Note: having a look at the Git history from this repository may help.
I want to try to use horizon-haskell to provide different GHC versions and
related packages. It is using flakes, but it is possible to use
builtins.getFlake
in a project that doens't have a flake.nix
file.
I have a working use case in Ream.
In this directory, I experiment with two dummy Haskell projects, A and B, with
B depending on A. The way I setup my Haskell projects is derived from how it
was done in Curiosity. It is done in a nix/
directory providing
contents.nix
, overlay.nix
, and overlays.nix
. The second depends on the
first, and the third depends on the second. Finally, default.nix
import a
nixpkgs
using the third as an overlay.
When creating a project that depends on another one (e.g. Curiosity depends on
Commence), the overlays.nix
from the dependencies are explicitely imported in
a single list in overlays.nix
.
I think that in the case of horizon-haskell, I should expose the overriding
function (usually called overrides
in contents.nix
(instead of in
overlay.nix
), so that I can use that instead of overlays.nix
.
To check that this works as intended, I create two projects in this directory, A and B, using the existing approach, then I'll modify them as described above.

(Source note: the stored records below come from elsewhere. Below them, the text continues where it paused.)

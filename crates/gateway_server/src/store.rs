//! Shared key-value store, its lock, and the Gateway address registry.
//!
//! Gateways publish their lan address under [`GATEWAY_ADDRESS_KEY`] so that
//! BusinessWorkers can find them. Workers record which Gateway and socket a
//! uid is connected through, keyed by the uid's decimal value.
//!
//! Two implementations are provided:
//!
//! * [`MemoryStore`] + [`LocalLock`] - a single process (tests, embedded use)
//! * [`FileStore`] + [`LockFile`] - several processes sharing a directory

use crate::error::StoreError;
use gateway_protocol::Uid;
use parking_lot::{Condvar, Mutex, RwLock};
use serde::{Deserialize, Serialize};
use std::collections::{BTreeSet, HashMap};
use std::fs::{self, File, OpenOptions};
use std::io::{self, Write};
use std::os::fd::AsRawFd;
use std::path::{Path, PathBuf};
use std::sync::atomic::{AtomicU64, Ordering};
use std::sync::Arc;
use std::time::{Duration, Instant};
use tracing::{debug, warn};

/// Key of the JSON array holding every registered Gateway lan address.
pub const GATEWAY_ADDRESS_KEY: &str = "GLOBAL_GATEWAY_ADDRESS";

static TEMP_SEQUENCE: AtomicU64 = AtomicU64::new(0);

pub type StoreResult<T> = std::result::Result<T, StoreError>;

/// Opaque key-value storage shared between Gateways and workers.
pub trait Store: Send + Sync {
    fn get(&self, key: &str) -> StoreResult<Option<Vec<u8>>>;

    fn set(&self, key: &str, value: &[u8]) -> StoreResult<()>;

    /// Returns whether the key existed.
    fn delete(&self, key: &str) -> StoreResult<bool>;
}

/// Mutual exclusion around read-modify-write sequences on the store.
pub trait RegistryLock: Send + Sync {
    fn acquire(&self) -> StoreResult<()>;

    fn release(&self) -> StoreResult<()>;
}

/// In-process store.
#[derive(Debug, Default)]
pub struct MemoryStore {
    entries: RwLock<HashMap<String, Vec<u8>>>,
}

impl MemoryStore {
    pub fn new() -> Self {
        Self::default()
    }
}

impl Store for MemoryStore {
    fn get(&self, key: &str) -> StoreResult<Option<Vec<u8>>> {
        Ok(self.entries.read().get(key).cloned())
    }

    fn set(&self, key: &str, value: &[u8]) -> StoreResult<()> {
        self.entries.write().insert(key.to_string(), value.to_vec());
        Ok(())
    }

    fn delete(&self, key: &str) -> StoreResult<bool> {
        Ok(self.entries.write().remove(key).is_some())
    }
}

/// One file per key inside a directory.
///
/// Writes go to a temporary file that is renamed over the target, so readers
/// never observe a partial value.
#[derive(Debug, Clone)]
pub struct FileStore {
    directory: PathBuf,
}

impl FileStore {
    /// Opens (and creates if needed) the store directory.
    pub fn open(directory: impl Into<PathBuf>) -> StoreResult<Self> {
        let directory = directory.into();
        fs::create_dir_all(&directory).map_err(|source| StoreError::Io {
            key: directory.display().to_string(),
            source,
        })?;
        Ok(Self { directory })
    }

    pub fn directory(&self) -> &Path {
        &self.directory
    }

    fn path_for(&self, key: &str) -> PathBuf {
        let name: String = key
            .chars()
            .map(|c| if c.is_ascii_alphanumeric() || c == '-' || c == '_' { c } else { '_' })
            .collect();
        self.directory.join(format!("{name}.value"))
    }
}

impl Store for FileStore {
    fn get(&self, key: &str) -> StoreResult<Option<Vec<u8>>> {
        match fs::read(self.path_for(key)) {
            Ok(value) => Ok(Some(value)),
            Err(e) if e.kind() == io::ErrorKind::NotFound => Ok(None),
            Err(source) => Err(StoreError::Io {
                key: key.to_string(),
                source,
            }),
        }
    }

    fn set(&self, key: &str, value: &[u8]) -> StoreResult<()> {
        let target = self.path_for(key);
        let sequence = TEMP_SEQUENCE.fetch_add(1, Ordering::Relaxed);
        let temp = target.with_extension(format!("tmp-{}-{sequence}", std::process::id()));
        let io_error = |source| StoreError::Io {
            key: key.to_string(),
            source,
        };
        fs::write(&temp, value).map_err(io_error)?;
        fs::rename(&temp, &target).map_err(io_error)
    }

    fn delete(&self, key: &str) -> StoreResult<bool> {
        match fs::remove_file(self.path_for(key)) {
            Ok(()) => Ok(true),
            Err(e) if e.kind() == io::ErrorKind::NotFound => Ok(false),
            Err(source) => Err(StoreError::Io {
                key: key.to_string(),
                source,
            }),
        }
    }
}

/// In-process lock that can be held across method calls.
#[derive(Debug)]
pub struct LocalLock {
    held: Mutex<bool>,
    released: Condvar,
    timeout: Duration,
}

impl LocalLock {
    pub fn new(timeout: Duration) -> Self {
        Self {
            held: Mutex::new(false),
            released: Condvar::new(),
            timeout,
        }
    }
}

impl Default for LocalLock {
    fn default() -> Self {
        Self::new(Duration::from_secs(2))
    }
}

impl RegistryLock for LocalLock {
    fn acquire(&self) -> StoreResult<()> {
        let deadline = Instant::now() + self.timeout;
        let mut held = self.held.lock();
        while *held {
            if self.released.wait_until(&mut held, deadline).timed_out() && *held {
                return Err(StoreError::LockTimeout(self.timeout));
            }
        }
        *held = true;
        Ok(())
    }

    fn release(&self) -> StoreResult<()> {
        *self.held.lock() = false;
        self.released.notify_one();
        Ok(())
    }
}

/// Cross-process lock: an exclusive `flock(2)` on a file in the registry
/// directory.
///
/// The kernel releases the lock when the holder's descriptor closes, so a
/// crashed process never leaves the registry locked. The file itself stays in
/// place and records the pid of the last holder for diagnostics.
#[derive(Debug)]
pub struct LockFile {
    path: PathBuf,
    timeout: Duration,
    held: Mutex<Option<File>>,
}

impl LockFile {
    const RETRY: Duration = Duration::from_millis(5);

    pub fn new(path: impl Into<PathBuf>, timeout: Duration) -> Self {
        Self {
            path: path.into(),
            timeout,
            held: Mutex::new(None),
        }
    }

    fn lock_error(&self, e: io::Error) -> StoreError {
        StoreError::Lock(format!("{}: {e}", self.path.display()))
    }
}

/// Tries to take an exclusive lock on `file` without blocking.
fn try_flock(file: &File) -> io::Result<bool> {
    // SAFETY: the descriptor belongs to `file`, which outlives the call.
    let ret = unsafe { libc::flock(file.as_raw_fd(), libc::LOCK_EX | libc::LOCK_NB) };
    if ret == 0 {
        return Ok(true);
    }
    let err = io::Error::last_os_error();
    match err.kind() {
        io::ErrorKind::WouldBlock | io::ErrorKind::Interrupted => Ok(false),
        _ => Err(err),
    }
}

impl RegistryLock for LockFile {
    fn acquire(&self) -> StoreResult<()> {
        let file = OpenOptions::new()
            .read(true)
            .write(true)
            .create(true)
            .truncate(false)
            .open(&self.path)
            .map_err(|e| self.lock_error(e))?;
        let deadline = Instant::now() + self.timeout;
        while !try_flock(&file).map_err(|e| self.lock_error(e))? {
            if Instant::now() >= deadline {
                return Err(StoreError::LockTimeout(self.timeout));
            }
            std::thread::sleep(Self::RETRY);
        }

        let mut holder = &file;
        if let Err(e) = file.set_len(0).and_then(|_| writeln!(holder, "{}", std::process::id())) {
            debug!(path = %self.path.display(), "Could not record lock holder: {}", e);
        }
        *self.held.lock() = Some(file);
        Ok(())
    }

    fn release(&self) -> StoreResult<()> {
        let Some(file) = self.held.lock().take() else {
            return Err(StoreError::Lock(format!("{}: not held", self.path.display())));
        };
        // SAFETY: the descriptor belongs to `file`, which outlives the call.
        let ret = unsafe { libc::flock(file.as_raw_fd(), libc::LOCK_UN) };
        if ret != 0 {
            return Err(self.lock_error(io::Error::last_os_error()));
        }
        Ok(())
    }
}

/// Where a uid is connected: the Gateway lan address and the socket id there.
#[derive(Debug, Clone, PartialEq, Eq, Serialize, Deserialize)]
pub struct UidLocation {
    pub gateway: String,
    pub socket_id: u32,
}

/// Gateway address list and uid locations on top of a [`Store`].
#[derive(Clone)]
pub struct AddressRegistry {
    store: Arc<dyn Store>,
    lock: Arc<dyn RegistryLock>,
}

impl AddressRegistry {
    pub fn new(store: Arc<dyn Store>, lock: Arc<dyn RegistryLock>) -> Self {
        Self { store, lock }
    }

    /// Registry on a fresh [`MemoryStore`] with a [`LocalLock`].
    pub fn in_memory() -> Self {
        Self::new(Arc::new(MemoryStore::new()), Arc::new(LocalLock::default()))
    }

    /// Registry on a [`FileStore`] in `directory`, locked by a lock file there.
    pub fn in_directory(directory: impl Into<PathBuf>, lock_timeout: Duration) -> StoreResult<Self> {
        let store = FileStore::open(directory)?;
        let lock = LockFile::new(store.directory().join("registry.lock"), lock_timeout);
        Ok(Self::new(Arc::new(store), Arc::new(lock)))
    }

    pub fn store(&self) -> &Arc<dyn Store> {
        &self.store
    }

    fn locked<T>(&self, f: impl FnOnce(&dyn Store) -> StoreResult<T>) -> StoreResult<T> {
        self.lock.acquire()?;
        let result = f(self.store.as_ref());
        let released = self.lock.release();
        let value = result?;
        released?;
        Ok(value)
    }

    fn read_addresses(store: &dyn Store) -> StoreResult<BTreeSet<String>> {
        match store.get(GATEWAY_ADDRESS_KEY)? {
            None => Ok(BTreeSet::new()),
            Some(raw) if raw.is_empty() => Ok(BTreeSet::new()),
            Some(raw) => serde_json::from_slice(&raw).map_err(|e| StoreError::Corrupt {
                key: GATEWAY_ADDRESS_KEY.to_string(),
                reason: e.to_string(),
            }),
        }
    }

    fn write_addresses(store: &dyn Store, addresses: &BTreeSet<String>) -> StoreResult<()> {
        let raw = serde_json::to_vec(addresses).map_err(|e| StoreError::Corrupt {
            key: GATEWAY_ADDRESS_KEY.to_string(),
            reason: e.to_string(),
        })?;
        store.set(GATEWAY_ADDRESS_KEY, &raw)
    }

    /// Adds a Gateway lan address ("ip:port").
    pub fn register(&self, address: &str) -> StoreResult<()> {
        self.locked(|store| {
            let mut addresses = Self::read_addresses(store)?;
            addresses.insert(address.to_string());
            Self::write_addresses(store, &addresses)
        })?;
        debug!(address, "📇 Gateway address registered");
        Ok(())
    }

    pub fn unregister(&self, address: &str) -> StoreResult<()> {
        self.locked(|store| {
            let mut addresses = Self::read_addresses(store)?;
            addresses.remove(address);
            Self::write_addresses(store, &addresses)
        })?;
        debug!(address, "📇 Gateway address unregistered");
        Ok(())
    }

    /// Snapshot of registered Gateway addresses. Reads do not take the lock.
    pub fn addresses(&self) -> StoreResult<BTreeSet<String>> {
        Self::read_addresses(self.store.as_ref())
    }

    pub fn set_uid_location(&self, uid: Uid, location: &UidLocation) -> StoreResult<()> {
        let raw = serde_json::to_vec(location).map_err(|e| StoreError::Corrupt {
            key: uid.to_string(),
            reason: e.to_string(),
        })?;
        self.store.set(&uid.to_string(), &raw)
    }

    pub fn uid_location(&self, uid: Uid) -> StoreResult<Option<UidLocation>> {
        let Some(raw) = self.store.get(&uid.to_string())? else {
            return Ok(None);
        };
        match serde_json::from_slice(&raw) {
            Ok(location) => Ok(Some(location)),
            Err(e) => {
                warn!(%uid, error = %e, "Ignoring unreadable uid location");
                Ok(None)
            }
        }
    }

    pub fn delete_uid_location(&self, uid: Uid) -> StoreResult<bool> {
        self.store.delete(&uid.to_string())
    }
}

impl std::fmt::Debug for AddressRegistry {
    fn fmt(&self, f: &mut std::fmt::Formatter<'_>) -> std::fmt::Result {
        f.debug_struct("AddressRegistry").finish_non_exhaustive()
    }
}
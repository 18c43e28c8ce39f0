//! Listening sockets.

use crate::error::{GatewayError, Result};
use socket2::{Domain, Protocol, Socket, Type};
use std::net::{SocketAddr, TcpListener, UdpSocket};
use tracing::info;

const LISTEN_BACKLOG: i32 = 1024;

/// Creates a non-blocking TCP listener with `SO_REUSEADDR`.
///
/// # Arguments
///
/// * `addr` - Address to bind; port `0` picks a free port
///
/// # Returns
///
/// The listener, bound and listening.
pub fn bind_tcp(addr: SocketAddr) -> Result<TcpListener> {
    let socket = Socket::new(Domain::for_address(addr), Type::STREAM, Some(Protocol::TCP))
        .map_err(|e| GatewayError::Network(format!("Socket creation failed: {e}")))?;
    socket.set_reuse_address(true).ok();
    socket
        .bind(&addr.into())
        .map_err(|e| GatewayError::Network(format!("Bind failed on {addr}: {e}")))?;
    socket
        .listen(LISTEN_BACKLOG)
        .map_err(|e| GatewayError::Network(format!("Listen failed on {addr}: {e}")))?;
    socket
        .set_nonblocking(true)
        .map_err(|e| GatewayError::Network(format!("Failed to set non-blocking: {e}")))?;

    let listener: TcpListener = socket.into();
    info!("✅ TCP listener bound on {}", listener.local_addr()?);
    Ok(listener)
}

/// Creates a non-blocking UDP socket bound to `addr`.
pub fn bind_udp(addr: SocketAddr) -> Result<UdpSocket> {
    let socket = Socket::new(Domain::for_address(addr), Type::DGRAM, Some(Protocol::UDP))
        .map_err(|e| GatewayError::Network(format!("Socket creation failed: {e}")))?;
    socket.set_reuse_address(true).ok();
    socket
        .bind(&addr.into())
        .map_err(|e| GatewayError::Network(format!("Bind failed on {addr}: {e}")))?;
    socket
        .set_nonblocking(true)
        .map_err(|e| GatewayError::Network(format!("Failed to set non-blocking: {e}")))?;

    let socket: UdpSocket = socket.into();
    info!("✅ UDP socket bound on {}", socket.local_addr()?);
    Ok(socket)
}

#[cfg(test)]
mod tests {
    use super::*;

    #[test]
    fn test_port_zero_gets_a_real_port() {
        let listener = bind_tcp("127.0.0.1:0".parse().unwrap()).unwrap();
        let port = listener.local_addr().unwrap().port();
        assert_ne!(port, 0);

        let udp = bind_udp(SocketAddr::from(([127, 0, 0, 1], port))).unwrap();
        assert_eq!(udp.local_addr().unwrap().port(), port);
    }

    #[test]
    fn test_bind_conflict_is_a_network_error() {
        let first = bind_tcp("127.0.0.1:0".parse().unwrap()).unwrap();
        let taken = first.local_addr().unwrap();
        // SO_REUSEADDR does not allow two live listeners on one port.
        assert!(matches!(bind_tcp(taken), Err(GatewayError::Network(_))));
    }
}
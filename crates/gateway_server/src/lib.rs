//! # Gateway Server
//!
//! The two process roles of the framework and everything they share:
//!
//! * [`Gateway`] - terminates client TCP/UDP traffic, frames it, and relays
//!   it to BusinessWorkers over lan links; executes the commands workers send
//!   back (`SEND_TO_ONE`, `SEND_TO_ALL`, `KICK`, `CONNECT_SUCCESS`)
//! * [`BusinessWorker`] - links to every registered Gateway and runs a
//!   [`BusinessHandler`] for client events
//! * [`AddressRegistry`] - the shared list of Gateway lan addresses and uid
//!   locations on top of a [`Store`]
//!
//! Both roles run on a single-threaded [`gateway_event_loop::EventLoop`]; a
//! process holds one role per loop.
//!
//! ## Architecture
//!
//! ```text
//! client ──frame──▶ Gateway ──ON_MESSAGE──▶ BusinessWorker
//!        ◀─bytes──         ◀─SEND_TO_ONE──
//! ```
//!
//! ## Shutdown
//!
//! SIGINT, SIGTERM and SIGHUP drain a Gateway: the client listener closes at
//! once, buffered frames are finished, and after the grace period whatever is
//! left is closed. A [`ShutdownTrigger`] does the same from another thread.

pub mod config;
pub mod connection;
pub mod error;
pub mod gateway;
pub mod net;
pub mod registry;
pub mod shutdown;
pub mod stats;
pub mod store;
pub mod worker;

pub use config::{Framing, GatewayConfig, RegistryConfig, StoreKind, Transport, WorkerConfig};
pub use error::{BindError, GatewayError, Result, StoreError};
pub use gateway::{Gateway, Status};
pub use registry::ConnectionRegistry;
pub use shutdown::{shutdown_channel, ShutdownListener, ShutdownTrigger};
pub use stats::{Counter, Stats, StatsSnapshot};
pub use store::{AddressRegistry, FileStore, LocalLock, LockFile, MemoryStore, RegistryLock, Store, UidLocation};
pub use worker::{BusinessHandler, BusinessWorker, WorkerContext};

/// Opens the address registry described by `config`.
pub fn open_registry(config: &RegistryConfig) -> Result<AddressRegistry> {
    match config.kind {
        StoreKind::Memory => Ok(AddressRegistry::in_memory()),
        StoreKind::File => Ok(AddressRegistry::in_directory(&config.directory, config.lock_timeout())?),
    }
}
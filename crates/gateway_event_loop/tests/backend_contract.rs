//! Behaviour every [`EventLoop`] backend must share.
//!
//! Each scenario is written once against `Rc<dyn EventLoop>` and instantiated
//! for both backends by `contract_tests!`.

use gateway_event_loop::{create, Backend, Direction, EventLoop};
use std::cell::{Cell, RefCell};
use std::io::{Read, Write};
use std::os::fd::AsRawFd;
use std::os::unix::net::UnixStream;
use std::rc::{Rc, Weak};
use std::time::{Duration, Instant};

fn new_loop(backend: Backend) -> Rc<dyn EventLoop> {
    create(backend).expect("event loop")
}

fn stopper(event_loop: &Rc<dyn EventLoop>) -> Weak<dyn EventLoop> {
    Rc::downgrade(event_loop)
}

/// Stops the loop after `after` even if the scenario under test misbehaves.
fn safety_net(event_loop: &Rc<dyn EventLoop>, after: Duration) {
    let handle = stopper(event_loop);
    event_loop.add_timer(
        after,
        false,
        Box::new(move |_| {
            if let Some(event_loop) = handle.upgrade() {
                event_loop.stop();
            }
        }),
    );
}

fn nonblocking_pair() -> (UnixStream, UnixStream) {
    let (a, b) = UnixStream::pair().unwrap();
    a.set_nonblocking(true).unwrap();
    b.set_nonblocking(true).unwrap();
    (a, b)
}

fn run_empty_loop_returns(backend: Backend) {
    let event_loop = new_loop(backend);
    let started = Instant::now();
    event_loop.run().unwrap();
    assert!(started.elapsed() < Duration::from_secs(1));
}

fn stop_before_run_returns_immediately(backend: Backend) {
    let event_loop = new_loop(backend);
    event_loop.add_timer(Duration::from_secs(30), false, Box::new(|_| {}));
    event_loop.stop();
    let started = Instant::now();
    event_loop.run().unwrap();
    assert!(started.elapsed() < Duration::from_secs(1));
}

fn one_shot_timer_fires_once_after_deadline(backend: Backend) {
    let event_loop = new_loop(backend);
    let fired = Rc::new(Cell::new(0));
    let started = Instant::now();
    let counter = fired.clone();
    event_loop.add_timer(Duration::from_millis(20), false, Box::new(move |_| counter.set(counter.get() + 1)));

    event_loop.run().unwrap();
    assert_eq!(fired.get(), 1);
    assert!(started.elapsed() >= Duration::from_millis(20));
}

fn repeating_timer_fires_until_cancelled(backend: Backend) {
    let event_loop = new_loop(backend);
    let fired = Rc::new(Cell::new(0));
    let handle = stopper(&event_loop);
    let counter = fired.clone();
    event_loop.add_timer(
        Duration::from_millis(2),
        true,
        Box::new(move |id| {
            counter.set(counter.get() + 1);
            if counter.get() == 3 {
                if let Some(event_loop) = handle.upgrade() {
                    assert!(event_loop.cancel_timer(id));
                    event_loop.stop();
                }
            }
        }),
    );
    safety_net(&event_loop, Duration::from_secs(5));

    event_loop.run().unwrap();
    assert_eq!(fired.get(), 3);
}

fn cancelled_timer_never_fires(backend: Backend) {
    let event_loop = new_loop(backend);
    let fired = Rc::new(Cell::new(false));
    let flag = fired.clone();
    let id = event_loop.add_timer(Duration::from_millis(5), false, Box::new(move |_| flag.set(true)));
    assert!(event_loop.cancel_timer(id));
    assert!(!event_loop.cancel_timer(id));
    event_loop.add_timer(Duration::from_millis(20), false, Box::new(|_| {}));

    event_loop.run().unwrap();
    assert!(!fired.get());
}

fn read_watch_is_level_triggered(backend: Backend) {
    let event_loop = new_loop(backend);
    let (mut writer, reader) = nonblocking_pair();
    writer.write_all(b"abc").unwrap();

    let seen = Rc::new(RefCell::new(Vec::new()));
    let handle = stopper(&event_loop);
    let sink = seen.clone();
    let mut reader = reader;
    let fd = reader.as_raw_fd();
    event_loop
        .add_read_watch(
            fd,
            Box::new(move |_| {
                // One byte per callback: the rest must be reported again.
                let mut byte = [0u8; 1];
                if let Ok(1) = reader.read(&mut byte) {
                    sink.borrow_mut().push(byte[0]);
                }
                if sink.borrow().len() == 3 {
                    if let Some(event_loop) = handle.upgrade() {
                        event_loop.remove_watch(fd, Direction::Read);
                        event_loop.stop();
                    }
                }
            }),
        )
        .unwrap();
    safety_net(&event_loop, Duration::from_secs(5));

    event_loop.run().unwrap();
    assert_eq!(*seen.borrow(), b"abc".to_vec());
}

fn write_watch_fires_on_writable_socket(backend: Backend) {
    let event_loop = new_loop(backend);
    let (writer, _reader) = nonblocking_pair();
    let fd = writer.as_raw_fd();
    let fired = Rc::new(Cell::new(false));
    let flag = fired.clone();
    let handle = stopper(&event_loop);
    event_loop
        .add_write_watch(
            fd,
            Box::new(move |fd| {
                flag.set(true);
                if let Some(event_loop) = handle.upgrade() {
                    event_loop.remove_watch(fd, Direction::Write);
                    event_loop.stop();
                }
            }),
        )
        .unwrap();
    safety_net(&event_loop, Duration::from_secs(5));

    event_loop.run().unwrap();
    assert!(fired.get());
}

fn removed_watch_is_never_invoked_again(backend: Backend) {
    let event_loop = new_loop(backend);
    let (mut writer, reader) = nonblocking_pair();
    writer.write_all(b"data that is never read").unwrap();
    let fd = reader.as_raw_fd();

    let calls = Rc::new(Cell::new(0));
    let counter = calls.clone();
    let handle = stopper(&event_loop);
    event_loop
        .add_read_watch(
            fd,
            Box::new(move |fd| {
                counter.set(counter.get() + 1);
                if let Some(event_loop) = handle.upgrade() {
                    assert!(event_loop.remove_watch(fd, Direction::Read));
                }
            }),
        )
        .unwrap();
    event_loop.add_timer(Duration::from_millis(50), false, Box::new(|_| {}));

    event_loop.run().unwrap();
    assert_eq!(calls.get(), 1);
    drop(reader);
}

fn re_adding_a_watch_replaces_it(backend: Backend) {
    let event_loop = new_loop(backend);
    let (mut writer, reader) = nonblocking_pair();
    writer.write_all(b"x").unwrap();
    let fd = reader.as_raw_fd();

    let old_calls = Rc::new(Cell::new(0));
    let counter = old_calls.clone();
    event_loop
        .add_read_watch(fd, Box::new(move |_| counter.set(counter.get() + 1)))
        .unwrap();

    let new_calls = Rc::new(Cell::new(0));
    let counter = new_calls.clone();
    let handle = stopper(&event_loop);
    event_loop
        .add_read_watch(
            fd,
            Box::new(move |fd| {
                counter.set(counter.get() + 1);
                if let Some(event_loop) = handle.upgrade() {
                    event_loop.remove_watch(fd, Direction::Read);
                    event_loop.stop();
                }
            }),
        )
        .unwrap();
    safety_net(&event_loop, Duration::from_secs(5));

    event_loop.run().unwrap();
    assert_eq!(old_calls.get(), 0);
    assert_eq!(new_calls.get(), 1);
    drop(reader);
}

fn panicking_callback_keeps_loop_and_watch(backend: Backend) {
    let event_loop = new_loop(backend);
    let (mut writer, reader) = nonblocking_pair();
    writer.write_all(b"x").unwrap();
    let fd = reader.as_raw_fd();

    let calls = Rc::new(Cell::new(0));
    let counter = calls.clone();
    let handle = stopper(&event_loop);
    event_loop
        .add_read_watch(
            fd,
            Box::new(move |fd| {
                counter.set(counter.get() + 1);
                if counter.get() == 1 {
                    panic!("handler failure");
                }
                if let Some(event_loop) = handle.upgrade() {
                    event_loop.remove_watch(fd, Direction::Read);
                    event_loop.stop();
                }
            }),
        )
        .unwrap();
    safety_net(&event_loop, Duration::from_secs(5));

    event_loop.run().unwrap();
    assert_eq!(calls.get(), 2);
    drop(reader);
}

fn peer_hangup_wakes_read_watch(backend: Backend) {
    let event_loop = new_loop(backend);
    let (writer, mut reader) = nonblocking_pair();
    drop(writer);
    let fd = reader.as_raw_fd();

    let saw_eof = Rc::new(Cell::new(false));
    let flag = saw_eof.clone();
    let handle = stopper(&event_loop);
    event_loop
        .add_read_watch(
            fd,
            Box::new(move |fd| {
                let mut buf = [0u8; 8];
                if let Ok(0) = reader.read(&mut buf) {
                    flag.set(true);
                }
                if let Some(event_loop) = handle.upgrade() {
                    event_loop.remove_watch(fd, Direction::Read);
                    event_loop.stop();
                }
            }),
        )
        .unwrap();
    safety_net(&event_loop, Duration::from_secs(5));

    event_loop.run().unwrap();
    assert!(saw_eof.get());
}

fn signal_is_delivered_on_loop_thread(backend: Backend, signum: i32) {
    let event_loop = new_loop(backend);
    let received = Rc::new(Cell::new(0));
    let counter = received.clone();
    let handle = stopper(&event_loop);
    event_loop
        .add_signal_watch(
            signum,
            Box::new(move |signal| {
                assert_eq!(signal, signum);
                counter.set(counter.get() + 1);
                if let Some(event_loop) = handle.upgrade() {
                    event_loop.remove_signal_watch(signal);
                    event_loop.stop();
                }
            }),
        )
        .unwrap();
    event_loop.add_timer(
        Duration::from_millis(10),
        false,
        Box::new(move |_| unsafe {
            libc::raise(signum);
        }),
    );
    safety_net(&event_loop, Duration::from_secs(5));

    event_loop.run().unwrap();
    assert_eq!(received.get(), 1);
}

fn stop_inside_callback_ends_dispatch(backend: Backend) {
    let event_loop = new_loop(backend);
    let (mut first_writer, first) = nonblocking_pair();
    let (mut second_writer, second) = nonblocking_pair();
    first_writer.write_all(b"x").unwrap();
    second_writer.write_all(b"y").unwrap();

    let calls = Rc::new(Cell::new(0));
    for reader in [&first, &second] {
        let handle = stopper(&event_loop);
        let counter = calls.clone();
        event_loop
            .add_read_watch(
                reader.as_raw_fd(),
                Box::new(move |_| {
                    counter.set(counter.get() + 1);
                    if let Some(event_loop) = handle.upgrade() {
                        event_loop.stop();
                    }
                }),
            )
            .unwrap();
    }
    // Both descriptors are ready before the loop starts.
    std::thread::sleep(Duration::from_millis(10));

    event_loop.run().unwrap();
    assert_eq!(calls.get(), 1);
    event_loop.remove_watch(first.as_raw_fd(), Direction::Read);
    event_loop.remove_watch(second.as_raw_fd(), Direction::Read);
}

fn invalid_descriptor_is_rejected(backend: Backend) {
    let event_loop = new_loop(backend);
    assert!(event_loop.add_read_watch(-1, Box::new(|_| {})).is_err());
    assert!(!event_loop.remove_watch(-1, Direction::Read));
}

macro_rules! contract_tests {
    ($module:ident, $backend:expr, $signal:expr) => {
        mod $module {
            use super::*;

            #[test]
            fn run_with_nothing_registered_returns() {
                run_empty_loop_returns($backend);
            }

            #[test]
            fn stop_before_run() {
                stop_before_run_returns_immediately($backend);
            }

            #[test]
            fn one_shot_timer() {
                one_shot_timer_fires_once_after_deadline($backend);
            }

            #[test]
            fn repeating_timer() {
                repeating_timer_fires_until_cancelled($backend);
            }

            #[test]
            fn cancelled_timer() {
                cancelled_timer_never_fires($backend);
            }

            #[test]
            fn level_triggered_reads() {
                read_watch_is_level_triggered($backend);
            }

            #[test]
            fn write_watch() {
                write_watch_fires_on_writable_socket($backend);
            }

            #[test]
            fn remove_from_inside_callback() {
                removed_watch_is_never_invoked_again($backend);
            }

            #[test]
            fn re_add_replaces() {
                re_adding_a_watch_replaces_it($backend);
            }

            #[test]
            fn panic_is_contained() {
                panicking_callback_keeps_loop_and_watch($backend);
            }

            #[test]
            fn hangup_wakes_reader() {
                peer_hangup_wakes_read_watch($backend);
            }

            #[test]
            fn signal_delivery() {
                signal_is_delivered_on_loop_thread($backend, $signal);
            }

            #[test]
            fn stop_from_callback() {
                stop_inside_callback_ends_dispatch($backend);
            }

            #[test]
            fn invalid_descriptor() {
                invalid_descriptor_is_rejected($backend);
            }
        }
    };
}

contract_tests!(poll_backend, Backend::Poll, libc::SIGUSR2);
contract_tests!(task_backend, Backend::Task, libc::SIGWINCH);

So it works. With the previous overlay approach, all the dependencies overlays
are listed in overlays.nix
. For horizon-platform, all the overriding
functions are listed in overlay.nix
instead.
Independently from horizon-haskell, this shows how to build project A and B with a different GHC version than the default one (the default is ghc928):
$ cd a # or b
$ nix-build -A binaries --no-out-link --argstr compiler ghc942
$ nix-build -A binaries --no-out-link --argstr compiler ghc962
Building with ghc962 doesn't work. (I think template-haskell 2.20 is selected,
but language-haskell-extract need <2.16
.)
Note: with this change (the compiler
argument), in overlay.nix
, we no
longer define haskellPackages
in term of haskellPackages
, but in term of
haskell.packages."${compiler}"
, and we have to pass all the "overrides",
instead of being able to build on top of old.overrides
with only our current
contents.overrides
.
Similarly to having multiple GHC versions, it might be useful to be able to build a package against multiple Nixpkgs versions.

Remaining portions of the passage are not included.